This will work on this repair...

It has been 15 years since I performed extensive sheet metal repair, but I will attempt to explain tried and true sheet metal skin panel replacement.
Keep in mind this work was done for a Aluminum tube flying at 440+ knots.
How extensive you wish to go is up to you.

Step 1.
Drill off the old skin by drilling only the rivet heads off using the proper size drill bit and staying in the center the rivet head will easily break loose and spin. At times I would have over 10 rivet heads stuck on my drill bit before I stopped to clean them off.
Carefully punch the rivet shank and tail out of the hole, only running your drill bit through when necessary.

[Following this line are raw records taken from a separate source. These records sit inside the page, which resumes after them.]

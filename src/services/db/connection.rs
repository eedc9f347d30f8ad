use rusqlite::{functions::FunctionFlags, Connection, Result};
use std::path::Path;

use crate::services::db::schema::{queries, CREATE_TABLES};

/// 数据库连接管理器
///
/// 负责数据库连接的创建、初始化和管理
pub struct VideoDbManager {
    pub(crate) conn: Connection,
}

impl VideoDbManager {
    /// 打开数据库文件并创建表结构（如果不存在）
    pub fn new(db_path: impl AsRef<Path>) -> Result<Self> {
        Self::init(Connection::open(db_path)?)
    }

    /// 内存数据库，主要用于测试
    pub fn open_in_memory() -> Result<Self> {
        Self::init(Connection::open_in_memory()?)
    }

    fn init(conn: Connection) -> Result<Self> {
        register_functions(&conn)?;
        conn.execute_batch(CREATE_TABLES)?;
        Ok(Self { conn })
    }

    /// 检查存储是否可用
    pub fn ping(&self) -> Result<()> {
        self.conn.query_row(queries::PING, [], |row| row.get::<_, i64>(0))?;
        Ok(())
    }
}

/// 标题搜索用的 SQL 函数
///
/// SQLite 自带的 `lower` / `LIKE` 只处理 ASCII，`unicode_lower` 按 Unicode 规则转小写。
pub const UNICODE_LOWER: &str = "unicode_lower";

fn register_functions(conn: &Connection) -> Result<()> {
    conn.create_scalar_function(
        UNICODE_LOWER,
        1,
        FunctionFlags::SQLITE_UTF8 | FunctionFlags::SQLITE_DETERMINISTIC,
        |ctx| {
            let text: Option<String> = ctx.get(0)?;
            Ok(text.map(|t| t.to_lowercase()))
        },
    )
}
//! 筛选条件构建
//!
//! 把查询字符串里的原始参数转换成类型化的 [`ListQuery`]，不访问数据库。

use chrono::{DateTime, Utc};

use crate::errors::{ApiError, ApiResult, FieldError};
use crate::models::{FilterSpec, ListParams, ListQuery, PageRequest, SortOrder};
use crate::utils::parse_timestamp;

pub const DEFAULT_PAGE: u64 = 1;
pub const DEFAULT_PER_PAGE: u64 = 6;
pub const MAX_PER_PAGE: u64 = 100;

/// 构建列表查询
///
/// - `sort` 只接受 `asc` / `desc`，默认 `desc`
/// - `page` / `perPage` 必须是整数；page 小于 1 按 1 处理，perPage 收敛到 [1, 100]
/// - `from` / `to` 必须是可识别的时间
///
/// 所有字段的错误一并返回。
pub fn build_list_query(raw: &ListParams) -> ApiResult<ListQuery> {
    let mut errors = Vec::new();

    let sort = match present(&raw.sort) {
        None => SortOrder::default(),
        Some(token) => SortOrder::parse(token).unwrap_or_else(|| {
            errors.push(FieldError::new("sort", "must be 'asc' or 'desc'"));
            SortOrder::default()
        }),
    };

    let page = parse_integer("page", present(&raw.page), DEFAULT_PAGE, &mut errors)
        .max(1) as u64;
    let per_page = parse_integer("perPage", present(&raw.per_page), DEFAULT_PER_PAGE, &mut errors)
        .clamp(1, MAX_PER_PAGE as i64) as u64;

    let from = parse_time("from", present(&raw.from), &mut errors);
    let to = parse_time("to", present(&raw.to), &mut errors);

    if !errors.is_empty() {
        return Err(ApiError::validation(errors));
    }

    Ok(ListQuery {
        filter: FilterSpec {
            text: present(&raw.q).map(str::to_string),
            tag: present(&raw.tag).map(str::to_string),
            from,
            to,
        },
        sort,
        page: PageRequest { page, per_page },
    })
}

/// 空字符串视为未提供
fn present(value: &Option<String>) -> Option<&str> {
    value.as_deref().filter(|v| !v.is_empty())
}

fn parse_integer(
    field: &str,
    raw: Option<&str>,
    default: u64,
    errors: &mut Vec<FieldError>,
) -> i64 {
    match raw {
        None => default as i64,
        Some(value) => value.trim().parse::<i64>().unwrap_or_else(|_| {
            errors.push(FieldError::new(field, "must be an integer"));
            default as i64
        }),
    }
}

fn parse_time(
    field: &str,
    raw: Option<&str>,
    errors: &mut Vec<FieldError>,
) -> Option<DateTime<Utc>> {
    let value = raw?;
    let parsed = parse_timestamp(value);
    if parsed.is_none() {
        errors.push(FieldError::new(
            field,
            "must be a date (YYYY-MM-DD) or an RFC 3339 timestamp",
        ));
    }
    parsed
}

Careful not to dent your adjacent skin panel.
Step 2.
Place your new panel over your repair and "back drill" from the inside of the camper through your old support channel using the smallest drill bit possible. #30 drill bit.
Install clecos in every third hole Trim the panel to fit as you progress along.

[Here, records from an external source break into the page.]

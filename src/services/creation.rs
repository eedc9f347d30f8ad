//! 新建视频

use log::info;
use url::Url;
use uuid::Uuid;

use crate::errors::{ApiError, ApiResult, FieldError};
use crate::models::{CreateVideoInput, NewVideo, VideoRecord};
use crate::services::db::{VideoDao, VideoDbManager};
use crate::utils::now_timestamp;

pub const DEFAULT_THUMBNAIL_URL: &str = "https://via.placeholder.com/320x180.webp?text=Video";
pub const DEFAULT_DURATION_SECONDS: i64 = 120;
pub const DEFAULT_VIEWS: i64 = 0;

/// 校验请求并补齐默认值
///
/// id 与创建时间在这里生成。
pub fn prepare_new_video(input: &CreateVideoInput) -> ApiResult<NewVideo> {
    let mut errors = Vec::new();

    let title = input.title.as_deref().map(str::trim).unwrap_or_default();
    if title.is_empty() {
        errors.push(FieldError::new("title", "is required"));
    }

    let thumbnail_url = match input.thumbnail_url.as_deref() {
        None => DEFAULT_THUMBNAIL_URL.to_string(),
        Some(raw) => {
            if !is_valid_url(raw) {
                errors.push(FieldError::new("thumbnail_url", "must be a valid http(s) URL"));
            }
            raw.to_string()
        }
    };

    let duration_seconds = input.duration.unwrap_or(DEFAULT_DURATION_SECONDS);
    if duration_seconds < 0 {
        errors.push(FieldError::new("duration", "must be a non-negative integer"));
    }

    let views = input.views.unwrap_or(DEFAULT_VIEWS);
    if views < 0 {
        errors.push(FieldError::new("views", "must be a non-negative integer"));
    }

    if !errors.is_empty() {
        return Err(ApiError::validation(errors));
    }

    Ok(NewVideo {
        id: Uuid::new_v4().to_string(),
        title: title.to_string(),
        thumbnail_url,
        created_at: now_timestamp(),
        duration_seconds,
        views,
        tags: normalize_tags(input.tags.as_deref().unwrap_or_default()),
    })
}

/// 去掉首尾空白、丢弃空名并去重，保持首次出现的顺序
pub fn normalize_tags(tags: &[String]) -> Vec<String> {
    let mut normalized: Vec<String> = Vec::with_capacity(tags.len());
    for tag in tags {
        let tag = tag.trim();
        if !tag.is_empty() && !normalized.iter().any(|t| t == tag) {
            normalized.push(tag.to_string());
        }
    }
    normalized
}

fn is_valid_url(raw: &str) -> bool {
    Url::parse(raw)
        .map(|url| matches!(url.scheme(), "http" | "https") && url.has_host())
        .unwrap_or(false)
}

/// 创建视频及其标签关联（单个事务）
pub fn create_video(db_manager: &VideoDbManager, input: &CreateVideoInput) -> ApiResult<VideoRecord> {
    let video = prepare_new_video(input)?;
    let created = VideoDao::new(db_manager).create_video(&video)?;
    info!(
        "新建视频 {} \"{}\"，标签 {:?}",
        created.id, created.title, created.tags
    );
    Ok(created)
}
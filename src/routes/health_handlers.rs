//! 存活与就绪探针

use axum::{extract::State, http::StatusCode, Json};
use log::error;
use serde_json::{json, Value};
use std::sync::Arc;

use crate::AppState;

/// 存活探针
pub async fn health() -> Json<Value> {
    Json(json!({ "status": "ok", "service": "video-api" }))
}

/// 就绪探针：存储不可用时返回 503
pub async fn ready(State(state): State<Arc<AppState>>) -> (StatusCode, Json<Value>) {
    let reachable = match state.db_manager.lock() {
        Ok(db_manager) => match db_manager.ping() {
            Ok(()) => true,
            Err(e) => {
                error!("就绪检查失败: {}", e);
                false
            }
        },
        Err(_) => {
            error!("就绪检查失败: database mutex poisoned");
            false
        }
    };

    if reachable {
        (StatusCode::OK, Json(json!({ "ready": true })))
    } else {
        (StatusCode::SERVICE_UNAVAILABLE, Json(json!({ "ready": false })))
    }
}
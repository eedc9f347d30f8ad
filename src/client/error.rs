use std::time::Duration;
use thiserror::Error;

/// 客户端请求错误
///
/// 超时、网络故障、非成功状态码分别归类，便于界面给出不同提示。
#[derive(Debug, Clone, PartialEq, Eq, Error)]
pub enum ClientError {
    #[error("request timed out after {0:?}")]
    Timeout(Duration),
    #[error("network error: {0}")]
    Network(String),
    #[error("unexpected status {status}: {message}")]
    Status { status: u16, message: String },
    #[error("invalid response body: {0}")]
    Decode(String),
}

impl ClientError {
    pub fn kind(&self) -> &'static str {
        match self {
            ClientError::Timeout(_) => "TIMEOUT_ERROR",
            ClientError::Network(_) => "NETWORK_ERROR",
            ClientError::Status { .. } => "HTTP_STATUS_ERROR",
            ClientError::Decode(_) => "DECODE_ERROR",
        }
    }

    pub fn is_timeout(&self) -> bool {
        matches!(self, ClientError::Timeout(_))
    }
}
//! Integration tests for the keyward server

mod common;

use common::spawn_app;

#[tokio::test]
async fn health_check_works() {
    let app = spawn_app();

    let response = app
        .client
        .get(&format!("{}/health_check", app.address))
        .send()
        .await
        .expect("Failed to execute request");

    assert!(response.status().is_success());
    let body: serde_json::Value = response.json().await.unwrap();
    assert_eq!(body["status"], "ok");
    assert_eq!(body["code"], 200);
}

#[tokio::test]
async fn health_check_does_not_expose_restore_activity() {
    let app = spawn_app();
    app.signup("john@example.com", "old-pass").await;
    app.restore(&serde_json::json!({ "email": "john@example.com" }), None)
        .await;

    let body: serde_json::Value = app
        .client
        .get(&format!("{}/health_check", app.address))
        .send()
        .await
        .expect("Failed to execute request")
        .json()
        .await
        .unwrap();

    let fields: Vec<&String> = body.as_object().unwrap().keys().collect();
    assert_eq!(fields, vec!["code", "status"]);
}

#[tokio::test]
async fn unknown_route_returns_404() {
    let app = spawn_app();

    let response = app
        .client
        .get(&format!("{}/nope", app.address))
        .send()
        .await
        .expect("Failed to execute request");

    assert_eq!(404, response.status().as_u16());
}
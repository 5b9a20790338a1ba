/// Password restore
///
/// One-time restore codes, the session table that holds them, the sweeper
/// that expires them, and the orchestrator that drives both restore paths.

mod code;
mod orchestrator;
mod session_table;
mod sweeper;

pub use code::generate_restore_code;
pub use orchestrator::{RestoreOrchestrator, RestoreOutcome, RestoreRequest, RESTORE_MAIL_SUBJECT};
pub use session_table::{RestoreRecord, RestoreSessionTable};
pub use sweeper::{SessionSweeper, SweeperHandle};
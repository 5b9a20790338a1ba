use async_trait::async_trait;
use std::net::TcpListener;
use std::sync::{Arc, Mutex};

use keyward::configuration::{ApplicationSettings, JwtSettings, RestoreSettings, Settings};
use keyward::email_client::MailSender;
use keyward::error::EmailError;
use keyward::startup::{run, Services};
use keyward::user_store::InMemoryUserStore;

/// Captures outgoing mail so tests can read restore codes.
#[derive(Default)]
pub struct RecordingMailSender {
    pub sent: Mutex<Vec<(String, String, String)>>,
}

#[async_trait]
impl MailSender for RecordingMailSender {
    async fn send(&self, to: &str, subject: &str, body: &str) -> Result<(), EmailError> {
        self.sent
            .lock()
            .unwrap()
            .push((to.to_string(), subject.to_string(), body.to_string()));
        Ok(())
    }
}

pub struct TestApp {
    pub address: String,
    pub mailer: Arc<RecordingMailSender>,
    pub client: reqwest::Client,
}

pub fn test_settings() -> Settings {
    Settings {
        application: ApplicationSettings {
            host: "127.0.0.1".to_string(),
            port: 0,
            hash_cost: 4,
        },
        database: None,
        jwt: JwtSettings {
            secret: "test-secret-key-at-least-32-characters-long".to_string(),
            issuer: "keyward".to_string(),
            purpose: "auth".to_string(),
            token_expiry_seconds: 3600,
        },
        restore: RestoreSettings::default(),
        email: None,
    }
}

pub fn spawn_app() -> TestApp {
    let listener = TcpListener::bind("127.0.0.1:0").expect("Failed to bind random port");
    let port = listener.local_addr().unwrap().port();
    let address = format!("http://127.0.0.1:{}", port);

    let settings = test_settings();
    let mailer = Arc::new(RecordingMailSender::default());
    let services = Services::build(
        &settings,
        Arc::new(InMemoryUserStore::new()),
        mailer.clone(),
    );

    let server = run(listener, services).expect("Failed to bind address");
    let _ = tokio::spawn(server);

    TestApp {
        address,
        mailer,
        client: reqwest::Client::new(),
    }
}

impl TestApp {
    pub async fn post(&self, path: &str, body: &serde_json::Value) -> reqwest::Response {
        self.client
            .post(&format!("{}{}", self.address, path))
            .json(body)
            .send()
            .await
            .expect("Failed to execute request.")
    }

    pub async fn restore(&self, body: &serde_json::Value, token: Option<&str>) -> reqwest::Response {
        let mut request = self
            .client
            .put(&format!("{}/auth/restore", self.address))
            .json(body);
        if let Some(token) = token {
            request = request.bearer_auth(token);
        }
        request.send().await.expect("Failed to execute request.")
    }

    /// Register a user and return its bearer token.
    pub async fn signup(&self, email: &str, password: &str) -> String {
        let response = self
            .post(
                "/auth/signup",
                &serde_json::json!({ "email": email, "password": password }),
            )
            .await;
        assert_eq!(201, response.status().as_u16());

        let body: serde_json::Value = response.json().await.unwrap();
        body["token"].as_str().unwrap().to_string()
    }

    pub async fn login_status(&self, email: &str, password: &str) -> u16 {
        self.post(
            "/auth/login",
            &serde_json::json!({ "email": email, "password": password }),
        )
        .await
        .status()
        .as_u16()
    }

    /// Code from the most recent restore mail. Delivery is asynchronous, so
    /// this polls briefly.
    pub async fn mailed_code(&self) -> String {
        for _ in 0..100 {
            if let Some((_, _, body)) = self.mailer.sent.lock().unwrap().last() {
                let line = body.lines().next().unwrap();
                return line.rsplit(' ').next().unwrap().to_string();
            }
            tokio::time::sleep(std::time::Duration::from_millis(10)).await;
        }
        panic!("no restore mail was sent");
    }
}
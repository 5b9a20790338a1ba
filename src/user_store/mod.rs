/// User store
///
/// Narrow interface to the persisted user records (identity + password
/// hash). Lookups return `Ok(None)` for an absent identity so callers never
/// confuse "not registered" with "query failed".

use async_trait::async_trait;

use crate::error::DatabaseError;

mod memory;
mod postgres;

pub use memory::InMemoryUserStore;
pub use postgres::PgUserStore;

#[async_trait]
pub trait UserStore: Send + Sync {
    /// Stored password hash for `identity`, if registered.
    async fn find_hash(&self, identity: &str) -> Result<Option<String>, DatabaseError>;

    /// Register a new identity.
    ///
    /// # Errors
    /// `DatabaseError::UniqueConstraintViolation` if the identity exists
    async fn insert(&self, identity: &str, password_hash: &str) -> Result<(), DatabaseError>;

    /// Replace the stored hash. Last write wins.
    async fn update_hash(&self, identity: &str, password_hash: &str)
        -> Result<(), DatabaseError>;

    async fn exists(&self, identity: &str) -> Result<bool, DatabaseError>;
}
/// Middleware module
///
/// Bearer authentication for protected routes.

mod bearer;

pub use bearer::bearer_token;
pub use bearer::BearerAuth;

Once you have your new panel trimmed a fitting perfectly, run a strip of blue painters tape on the aluminum skin you will be riveting to butting up to the edge of your new panel overlap. Remove panel and prepare for final install.

NOTE:
We always apply a "very thin layer" of sealant to the new panel just before final install and Only where they overlap. .025" is the average thickness of the sealant.
With a little practice on a old piece of metal you can do this easily by hand using a plastic scraper.

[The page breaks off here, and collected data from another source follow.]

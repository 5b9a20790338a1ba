/// Password Hashing and Verification
///
/// bcrypt with a fixed cost. Hashing is CPU-bound by design, so the async
/// helpers run it on the blocking pool rather than on a request worker.

use bcrypt::{hash, verify, DEFAULT_COST};

use crate::error::{AppError, ValidationError};

/// bcrypt only reads the first 72 bytes of input
const MAX_SECRET_LENGTH: usize = 72;

#[derive(Debug, Clone, Copy)]
pub struct CredentialHasher {
    cost: u32,
}

impl Default for CredentialHasher {
    fn default() -> Self {
        Self { cost: DEFAULT_COST }
    }
}

impl CredentialHasher {
    pub fn new(cost: u32) -> Self {
        Self { cost }
    }

    /// Hash a secret with a fresh salt.
    ///
    /// # Errors
    /// Returns `AppError::Internal` if bcrypt fails
    pub fn hash(&self, secret: &str) -> Result<String, AppError> {
        hash(secret, self.cost)
            .map_err(|e| AppError::Internal(format!("Password hashing failed: {}", e)))
    }

    /// Async wrapper over [`CredentialHasher::hash`] on the blocking pool.
    pub async fn hash_blocking(&self, secret: &str) -> Result<String, AppError> {
        let hasher = *self;
        let secret = secret.to_string();
        tokio::task::spawn_blocking(move || hasher.hash(&secret))
            .await
            .map_err(|e| AppError::Internal(format!("Hashing task failed: {}", e)))?
    }
}

/// Check a secret against a stored hash.
///
/// A malformed hash counts as a mismatch.
pub fn matches(stored_hash: &str, secret: &str) -> bool {
    verify(secret, stored_hash).unwrap_or_else(|e| {
        tracing::warn!(error = %e, "Stored password hash could not be parsed");
        false
    })
}

/// Async wrapper over [`matches`] on the blocking pool.
pub async fn matches_blocking(stored_hash: &str, secret: &str) -> Result<bool, AppError> {
    let stored_hash = stored_hash.to_string();
    let secret = secret.to_string();
    tokio::task::spawn_blocking(move || matches(&stored_hash, &secret))
        .await
        .map_err(|e| AppError::Internal(format!("Verification task failed: {}", e)))
}

/// Reject secrets that are empty or that bcrypt would silently truncate.
pub fn validate_secret(field: &str, secret: &str) -> Result<(), ValidationError> {
    if secret.is_empty() {
        return Err(ValidationError::EmptyField(field.to_string()));
    }

    if secret.len() > MAX_SECRET_LENGTH {
        return Err(ValidationError::TooLong(field.to_string(), MAX_SECRET_LENGTH));
    }

    Ok(())
}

You may also want to practice drilling and riveting on a old panel before moving on to your repair.
When you cleco the panels back together some sealant will ooze out and more will ooze out during riveting. Use sealant with a longer working time as possible 4-6 hours.
The longer the better.

Step 3.
Install the new panel with sealant and reinstall clecos.
Drill out rivet holes to the proper size and install rivets as you go. Once you have completed all the open holes go back and remove clecos and rivet. Remove painter tape and clean any sealant off using acetone and a plastic scraper. When the sealant is 3/4 setup it is much easier to remove with a plastic scraper.
No metal or aluminum scrapers allowed.
Note:
Using excessive sealant will cause buckling between rivets resulting In a unsightly wavy pattern along your finished edge.
Keep acetone and paper towels nearby during final install you both will need it to keep your tools clean.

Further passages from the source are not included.